Abstract
Overdenture support is derived from oral mucosa and retained roots or implants. Functional loads must be distributed, optimally, between the supporting structures for the success of overdentures; such a distribution may be obtained with the use of functional impression procedures. A functional impression technique is described for the fabrication of an implant-supported overdenture.
Introduction
An overdenture may be defined as a removable prosthesis that covers the entire occlusal surface of a root or implant.1 The primary advantages of overdentures are decreased resorption of the residual ridges, psychological benefits for the patient, and maintenance of masticatory performance.2 Overdentures are different from conventional dentures in that the support can be derived from both the mucosa and retained roots or implants. Implant-supported overdentures have demonstrated clinical success with good long-term results.3,4 The most common implant-supported overdenture design is supported by 2 splinted or free-standing implants placed in the interforaminal region.5,6 Bars, O-ring attachments, and magnets can be used to provide retention for the overdenture, but the retention of splinted implants to O-ring attachments and magnets has been shown to decrease over time.7 For implant-supported overdentures to be successful, functional loads must be optimally distributed to the mucosa and abutments.8 The overdenture impression must record the soft tissue–supporting areas simultaneously with accurate positioning of implant components.9 This clinical report describes a patient treated with a mandibular implant-supported overdenture and describes the functional impression procedure for fabrication of the mandibular implant-supported overdenture.
Clinical Report
A 50-year-old woman with poor retention of her mandibular complete denture was referred to the prosthodontics clinic of University of Ankara Faculty of Dentistry. In the initial clinical examination, the lack of retention of the mandibular denture was found to be due to the resorption of the alveolar ridges. Bony undercuts were noted in the anterior maxillae. After clinical and radiographic examination, the patient was offered various implant treatment options, including fixed and removable dentures, but because of financial restrictions a treatment plan was developed that included placement of 2 implants in the interforaminal region to provide retention for the mandibular denture.
Implants with a diameter of 3.5 mm and a length of 12 mm (3512D3, BioHorizons Implant Systems Inc, Birmingham, Ala) were placed (Figure 1).

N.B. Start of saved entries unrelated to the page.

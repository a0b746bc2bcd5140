use gymroom::{app, state::AppState};

#[tokio::main]
async fn main() -> anyhow::Result<()> {
    dotenvy::dotenv().ok();

    let env_filter = std::env::var("RUST_LOG")
        .unwrap_or_else(|_| "gymroom=debug,axum=info,tower_http=info".to_string());
    let json_logs = std::env::var("LOG_FORMAT")
        .map(|v| v == "json")
        .unwrap_or(false);

    if json_logs {
        tracing_subscriber::fmt()
            .with_env_filter(env_filter)
            .with_target(false)
            .json()
            .init();
    } else {
        tracing_subscriber::fmt().with_env_filter(env_filter).init();
    }

    let state = AppState::init().await?;
    app::serve(app::build_app(state)).await
}
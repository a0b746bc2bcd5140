//! Personal exercise history: page raw entries, then group the page by day.

use std::collections::BTreeMap;

use serde::Serialize;
use time::OffsetDateTime;
use tracing::{debug, instrument};
use uuid::Uuid;

use super::repo::{SetLogEntry, SetLogRepo};
use crate::{
    catalog::CatalogRepo,
    days::{day_key, DayKey},
    error::AppResult,
    paging::Page,
    scope::Scope,
};

#[derive(Debug, Clone, PartialEq, Serialize)]
#[serde(rename_all = "camelCase")]
pub struct HistorySet {
    pub set_number: i32,
    pub weight_kg: f64,
    pub reps: i32,
    #[serde(rename = "date", with = "time::serde::rfc3339")]
    pub performed_at: OffsetDateTime,
}

#[derive(Debug, Clone, PartialEq, Serialize)]
pub struct HistoryDay {
    pub date: DayKey,
    pub sets: Vec<HistorySet>,
}

#[derive(Debug, Clone, PartialEq, Serialize)]
#[serde(rename_all = "camelCase")]
pub struct HistoryPage {
    pub exercise_name: Option<String>,
    pub body_part_name: Option<String>,
    pub sets_count: usize,
    pub average_weight_kg: f64,
    pub days: Vec<HistoryDay>,
}

/// Returned when the requested page holds no entries.
#[derive(Debug, Clone, PartialEq, Serialize)]
#[serde(rename_all = "camelCase")]
pub struct EmptyHistory {
    pub exercise_name: Option<String>,
    pub body_part_name: Option<String>,
    pub sets_count: usize,
}

#[derive(Debug, Clone, PartialEq, Serialize)]
#[serde(untagged)]
pub enum ExerciseHistory {
    Empty(EmptyHistory),
    Page(HistoryPage),
}

impl ExerciseHistory {
    fn empty() -> Self {
        ExerciseHistory::Empty(EmptyHistory {
            exercise_name: None,
            body_part_name: None,
            sets_count: 0,
        })
    }
}

/// Groups already ordered entries by local day, newest day first. Entries
/// keep their input order inside a day.
pub fn group_by_day(entries: &[SetLogEntry]) -> Vec<HistoryDay> {
    let mut days: BTreeMap<DayKey, Vec<HistorySet>> = BTreeMap::new();
    for e in entries {
        days.entry(day_key(e.performed_at)).or_default().push(HistorySet {
            set_number: e.set_number,
            weight_kg: e.weight_kg,
            reps: e.reps,
            performed_at: e.performed_at,
        });
    }
    days.into_iter()
        .rev()
        .map(|(date, sets)| HistoryDay { date, sets })
        .collect()
}

fn average_weight(entries: &[SetLogEntry]) -> f64 {
    if entries.is_empty() {
        return 0.0;
    }
    entries.iter().map(|e| e.weight_kg).sum::<f64>() / entries.len() as f64
}

/// The actor's personal sets for one exercise. Paging runs over raw entries,
/// so one day may be split across pages; the average covers the page only.
#[instrument(skip(sets, catalog))]
pub async fn exercise_history(
    sets: &dyn SetLogRepo,
    catalog: &dyn CatalogRepo,
    actor_id: Uuid,
    exercise_id: Uuid,
    page: Page,
) -> AppResult<ExerciseHistory> {
    let entries = sets
        .list_for_actor(actor_id, Scope::Personal, exercise_id, page.offset(), page.limit)
        .await?;
    if entries.is_empty() {
        debug!("no history on this page");
        return Ok(ExerciseHistory::empty());
    }

    let exercise = catalog
        .find_exercise(actor_id, Scope::Personal, exercise_id)
        .await?;
    let (exercise_name, body_part_name) = match exercise {
        Some(ex) => (Some(ex.name), Some(ex.body_part_name)),
        None => (None, None),
    };

    Ok(ExerciseHistory::Page(HistoryPage {
        exercise_name,
        body_part_name,
        sets_count: entries.len(),
        average_weight_kg: average_weight(&entries),
        days: group_by_day(&entries),
    }))
}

After a 3-month healing period, the implants were exposed and O-ring abutments were inserted (263-002, BioHorizons Implant Systems). Preliminary impressions were made with irreversible hydrocolloid (CA 37, Cavex Holland BV, Haarlem, Netherlands) and custom acrylic resin trays (Paladur, Heraeus Kulzer GmbH & Co KG, Hanau, Germany) were prepared for the fabrication of the dentures. A mandibular custom acrylic resin tray (Paladur) was prepared with minimal relief and without perforations to record the alveolar mucosa in a functional state; openings only in the the region of the implants were prepared for the impression of the attachments.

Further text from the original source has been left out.